Creating access definitions

In IBM® Optim Archive, access definitions specify the scope of data to be extracted from source systems. Access definitions define the tables and related tables to be used during extract operations.

Access definitions can ensure consistent and accurate data extraction across your flows. You can use access definitions to identify and define the scope of data to be extracted from source connections or archives.

Who can complete this task?

Administrators or users can create access definitions. Standard users can see and work only with the access definitions that they created. Administrators can see and work with all access definitions in the system, regardless of who created them.

Before you begin

Before you define access conditions, ensure that there is a valid connection to the source database that you want to use in this flow.

Creating access definitions by using the flow builder

You can define access definitions from within the flow builder tool by dragging an Access definition node onto a flow builder canvas. Access definition nodes can follow a source Connection or Archive node in a flow or, if an access definition is already defined based on an existing source, then you can start with the access definition.

Figure 1. Access definitions are the second step in the flow of data in IBM Optim
Data flows from the source, through the access definition, then undergoes subsetting and masking before going to the target

To add an access definition to a flow:

  1. From the navigation menu, click Workflow icon Workflow > Flow builder, then open a flow builder canvas:
    • Load an existing flow from the My flows tab.
      OR
    • Click New flow and add a Connection node to the canvas.
  2. From the Nodes tab, drag an existing Access definition node onto the canvas or click Access definition > New access definition.
  3. Enter a name and an optional description for the access definition. Click Next.
  4. Browse the existing connections to select a base table for this access definition. Click Next.
  5. Optionally, select Include related tables, then configure whether you want this access definition to include related tables, and define the types of relationships you want to include.
  6. Optionally, select Include reference tables to include unrelated tables that contain data that is needed for context. Click Select reference tables, then choose the additional tables that you want to include. Click Next.
  7. Optionally, Select related tables and columns to exclude from each table in your access definition. For more details, see Managing column exclusion in access definitions.
  8. Optionally, you can create relationships in the Relationship Page.
  9. Review the access definition that you have configured, then click Create.
  10. Click Save to save the flow.
  11. Finish building the flow by adding more nodes as necessary. For more information about creating flows, see Building an IBM Optim Archive flow.

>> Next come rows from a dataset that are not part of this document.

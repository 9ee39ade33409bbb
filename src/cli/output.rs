//! Output formatting utilities for the CLI.

use comfy_table::{presets, Attribute, Cell, ContentArrangement, Table};
use serde::Serialize;

pub trait CommandOutput: Serialize {
    fn to_human(&self) -> String;
    fn to_json(&self) -> serde_json::Value;
}

pub fn output<T: CommandOutput>(result: &T, json_mode: bool) {
    if json_mode {
        println!("{}", serde_json::to_string_pretty(&result.to_json()).unwrap_or_default());
    } else {
        println!("{}", result.to_human());
    }
}

/// Two-column key/value table with a bold header row.
pub fn key_value_table(header: [&str; 2], rows: &[(String, String)]) -> Table {
    let mut table = Table::new();
    table
        .load_preset(presets::UTF8_FULL)
        .set_content_arrangement(ContentArrangement::Dynamic)
        .set_header(header.map(|h| Cell::new(h).add_attribute(Attribute::Bold)));
    for (key, value) in rows {
        table.add_row(vec![Cell::new(key), Cell::new(value)]);
    }
    table
}
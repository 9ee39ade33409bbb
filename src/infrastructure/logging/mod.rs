//! Logging infrastructure
//!
//! Structured logging using tracing and tracing-subscriber:
//! - Pretty or JSON formatting on stderr
//! - Optional rolling JSON log files via tracing-appender

pub mod config;
pub mod logger;

pub use config::{LogConfig, LogFormat, RotationPolicy};
pub use logger::LoggerImpl;
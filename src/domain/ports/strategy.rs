use crate::domain::models::{Candidate, Constraint, Plan, TacticalScores};

/// Problem-specific search invoked once per executor iteration.
///
/// Implementations own whatever state their search needs (a seeded RNG, a
/// script cursor, a solver). The executor treats both outputs as opaque apart
/// from the score fields, which it clamps into [0, 1] before use.
pub trait SearchStrategy: Send {
    /// Produce a candidate under the plan's strategy descriptor.
    fn local_search(&mut self, plan: &Plan) -> Candidate;

    /// Score a candidate against the plan's constraints.
    ///
    /// With an empty constraint list the executor overrides
    /// `constraint_satisfaction` to 1 whatever is returned.
    fn tactical_evaluate(&mut self, candidate: &Candidate, constraints: &[Constraint]) -> TacticalScores;

    /// Short label used in logs and reports.
    fn name(&self) -> &str {
        "custom"
    }
}

impl<S: SearchStrategy + ?Sized> SearchStrategy for Box<S> {
    fn local_search(&mut self, plan: &Plan) -> Candidate {
        (**self).local_search(plan)
    }

    fn tactical_evaluate(&mut self, candidate: &Candidate, constraints: &[Constraint]) -> TacticalScores {
        (**self).tactical_evaluate(candidate, constraints)
    }

    fn name(&self) -> &str {
        (**self).name()
    }
}
//! Core services: the two timescales and the loop that couples them.

pub mod coordinator;
pub mod executor;
pub mod planner;

pub use coordinator::{Coordinator, CoordinatorPhase};
pub use executor::{population_stddev, FastExecutor};
pub use planner::{Feedback, SlowPlanner};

Managing column exclusion in access definitions

Column exclusion provides granular control over which columns are included in data extraction operations. You can selectively include or exclude specific columns from tables in access definitions to control which data is extracted and to improve data privacy compliance.

This capability helps organizations comply with data privacy requirements by excluding sensitive columns and reduces data exposure in non-production environments. You can manage column selections for source tables (base and reference tables) and related tables that are discovered through table dependencies.

You can exclude columns for base tables directly within the base table pane itself, without needing to navigate to a separate location. For the initial configuration, set up your base table (start table), and exclude columns directly in the base table configuration pane. After the initial setup, review and edit the excluded columns for the base table only in the Source Tables tab within the Exclude Columns pane.

To manage column exclusion in access definitions:

  1. Click the Source Tables tab to manage columns for your base table and any reference tables you have included.
  2. For each source table, click Select columns to open the column selection modal.
  3. In the column selection modal, review the list of available columns and deselect any columns that you want to exclude from the data extraction. Selected columns are included in the data extraction; deselected columns are excluded.
  4. Click Save to apply your column selections for the current table. The system displays the number of excluded columns next to the table name in expandable text format.
  5. Click the Related Tables tab to manage columns for tables discovered through relationship dependencies (parent and child tables).
  6. Repeat the column selection process for each related table by clicking Select columns, deselecting columns to exclude, and clicking Apply.
  7. Review the access definition summary to verify that the correct columns are excluded from each table. Excluded columns are tracked automatically and displayed in the access definition details view.
  8. Click Next to save the access definition with your column exclusion settings.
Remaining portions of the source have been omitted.